“The Secret Life of Bees” by Sue Monk Kidd is one of those books that never gets old. That might be why six years after its original release, Hollywood has decided to re-create the story of Lily Melissa Owens, her mean-spirited father, and the search for her mother, who died tragically when Lily was only four.
“The Secret Life of Bees” takes place in South Carolina, on Lily’s father’s peach farm, where abuse and hostility run rampant.
Rarely does a day go by when Lily isn’t beaten, yelled at, or subject to some sort of extreme and cruel punishment.
Her only friend seems to be Rosaleen, a large black woman hired by Lily’s father, and her only solace is in books, which have been banned by her father.
Lily would often sneaks books into the peach fields only to be beaten and scolded for it later.

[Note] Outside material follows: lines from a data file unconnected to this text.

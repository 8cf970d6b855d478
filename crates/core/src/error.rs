use thiserror::Error;

#[derive(Debug, Error)]
pub enum Error {
    #[error("Configuration parse error: {0}")]
    Config(String),

    #[error("IO error: {0}")]
    Io(#[from] std::io::Error),

    #[error("HTTP error: {0}")]
    Http(String),

    /// The content API answered with a non-2xx status.
    #[error("Upstream returned {status} for {endpoint}")]
    Upstream { status: u16, endpoint: String },

    /// The content API refused a submission and said why.
    #[error("{0}")]
    Rejected(String),

    #[error("Failed to decode response: {0}")]
    Decode(String),

    #[error("Mail error: {0}")]
    Mail(String),

    #[error("Invalid submission: {0}")]
    Validation(String),
}

impl From<toml::de::Error> for Error {
    fn from(err: toml::de::Error) -> Self {
        Error::Config(err.to_string())
    }
}

impl From<serde_json::Error> for Error {
    fn from(err: serde_json::Error) -> Self {
        Error::Decode(err.to_string())
    }
}

pub type Result<T> = std::result::Result<T, Error>;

Throughout “The Secret Life of Bees”, she searches for the truth about her mother’s death, and encounters several strong females.
Although the book may seem to be a guy-bashing novel, it is truly just an inspirational novel with strong and courageous women at its core.
It has feminist values buried deep within the text that lend an encouraging hand to young women around the world.
“The Secret Life of Bees” also has a racial spin, as the book takes place in the middle of the Civil Rights movement in South Carolina.
Its depiction of racism in the South is eye-opening at the least.
The novel has many deep rooted themes that are universally understood and embraced. It is no wonder “The Secret Life of Bees” was a best-seller and is now being made into a Hollywood film.
This book, more than any other I have read, encourages young women to follow their dreams and to do what they know is right, despite the circumstances.
Lily faces troubles that most young women today could never dream of, and for that reason I would highly recommend this book.
It teaches life lessons about being strong, and having values.
The book was a hit after its original release in 2002 and hopefully the Hollywood depiction will not disappoint avid “Bees” supporters.